At your request and in connection with NewHoldingCo’s Registration Statement on Form S-4 (File No. 333-210877) filed with the United States Securities and Exchange Commission (the “Commission”) pursuant to the Securities Act of 1933, as amended (the “Securities Act”), (as amended through the date hereof, the “Registration Statement”), including the proxy statement/prospectus forming a part thereof, we are rendering our opinion concerning certain United States federal income tax matters relating to the Reorganization.
In rendering our opinion, we have examined and relied upon the truth, accuracy, and completeness of the facts, statements and representations contained in (i) the Reorganization Agreement, (ii) the Registration Statement, (iii) an officer’s certificate with respect to CPHC, NewHoldingCo, and EntertainmentCo (“Tax Certificate”), and (iv) such other documents, certificates, records, statements and representations as we have deemed necessary or appropriate as a basis for the opinion set forth below. We have not, however, undertaken an independent investigation of any factual matter set forth in any of the foregoing.

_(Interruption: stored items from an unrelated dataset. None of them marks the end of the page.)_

use std::env;
use std::fs;
use std::path::Path;

fn main() {
    println!("cargo:rerun-if-changed=../../config.toml");

    let out_dir = env::var("OUT_DIR").unwrap();
    let profile = env::var("PROFILE").unwrap();

    // Конфиг кладём рядом с бинарником сервера
    let out_path = Path::new(&out_dir);
    let Some(target_dir) = out_path.ancestors().find(|p| p.ends_with(&profile)) else {
        println!("cargo:warning=Could not find target profile directory, config.toml not copied");
        return;
    };

    let workspace_root = Path::new(env!("CARGO_MANIFEST_DIR"))
        .parent()
        .and_then(|p| p.parent())
        .expect("Could not find workspace root");

    let source_config = workspace_root.join("config.toml");
    let dest_config = target_dir.join("config.toml");

    if source_config.exists() {
        fs::copy(&source_config, &dest_config)
            .unwrap_or_else(|e| panic!("Failed to copy config.toml: {}", e));
    } else {
        println!(
            "cargo:warning=config.toml not found at {:?}, the server will use the embedded defaults",
            source_config
        );
    }
}
use serde::{Deserialize, Serialize};

/// Категории каталога, у каждой свой статический документ
#[derive(Debug, Clone, Copy, PartialEq, Eq, Hash, Serialize, Deserialize)]
#[serde(rename_all = "lowercase")]
pub enum CategoryKey {
    Barbearia,
    Tecnologia,
    Consultoria,
}

impl CategoryKey {
    /// Получить код категории
    pub fn code(&self) -> &'static str {
        match self {
            CategoryKey::Barbearia => "barbearia",
            CategoryKey::Tecnologia => "tecnologia",
            CategoryKey::Consultoria => "consultoria",
        }
    }

    /// Получить человекочитаемое название
    pub fn display_name(&self) -> &'static str {
        match self {
            CategoryKey::Barbearia => "Barbearias",
            CategoryKey::Tecnologia => "Tecnologia",
            CategoryKey::Consultoria => "Consultoria",
        }
    }

    /// Относительный путь JSON-документа категории
    pub fn document_path(&self) -> &'static str {
        match self {
            CategoryKey::Barbearia => "/db/produtos-barbearia.json",
            CategoryKey::Tecnologia => "/db/produtos-tecnologia.json",
            CategoryKey::Consultoria => "/db/produtos-consultoria.json",
        }
    }

    /// Имя файла документа внутри каталога данных
    pub fn document_file_name(&self) -> &'static str {
        self.document_path().trim_start_matches("/db/")
    }

    /// Все категории в порядке загрузки
    pub fn all() -> Vec<CategoryKey> {
        vec![
            CategoryKey::Barbearia,
            CategoryKey::Tecnologia,
            CategoryKey::Consultoria,
        ]
    }

    /// Парсинг из строки
    pub fn from_code(code: &str) -> Option<Self> {
        match code {
            "barbearia" => Some(CategoryKey::Barbearia),
            "tecnologia" => Some(CategoryKey::Tecnologia),
            "consultoria" => Some(CategoryKey::Consultoria),
            _ => None,
        }
    }
}

impl std::fmt::Display for CategoryKey {
    fn fmt(&self, f: &mut std::fmt::Formatter<'_>) -> std::fmt::Result {
        f.write_str(self.code())
    }
}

New Canterbury Park Holding Corporation
Canterbury Park Holding Corporation
Page 2
In addition, we have assumed, with your permission, (1) that the Reorganization will be consummated as described in Reorganization Agreement and the Registration Statement, (2) that the statements and representations concerning the Reorganization, CPHC, NewHoldingCo, and EntertainmentCo contained in the Reorganization Agreement and the Registration Statement, and the statements and representations contained in the Tax Certificate, are true, correct and complete and will remain true, correct and complete at all times up to and including the Effective Time, (3) the authenticity of original documents submitted to us, the conformity to the originals of documents submitted to us as copies, the due and valid execution and delivery of all such documents where due execution and delivery are a prerequisite to the effectiveness thereof, and that all natural persons are of legal capacity, (4) the performance of all covenants contained in the Reorganization Agreement without waiver or breach of any material provision thereof, (5) that any representation or statement made in the Reorganization Agreement or the Tax Certificate qualified by knowledge, belief or materiality or comparable qualification, is true, correct and complete and will remain true, correct and complete at all times up to and including the Effective Time, in each case without such qualification, (6) the Reorganization will be reported by CPHC and NewHoldingCo, on their respective U.S. Federal income tax returns in a manner consistent with our opinion set forth below, (7) that all applicable reporting requirements with respect to the Reorganization have been or will be satisfied, and (8) that there will be no change in applicable U.S. federal income tax law from the date hereof through and including the Effective Time.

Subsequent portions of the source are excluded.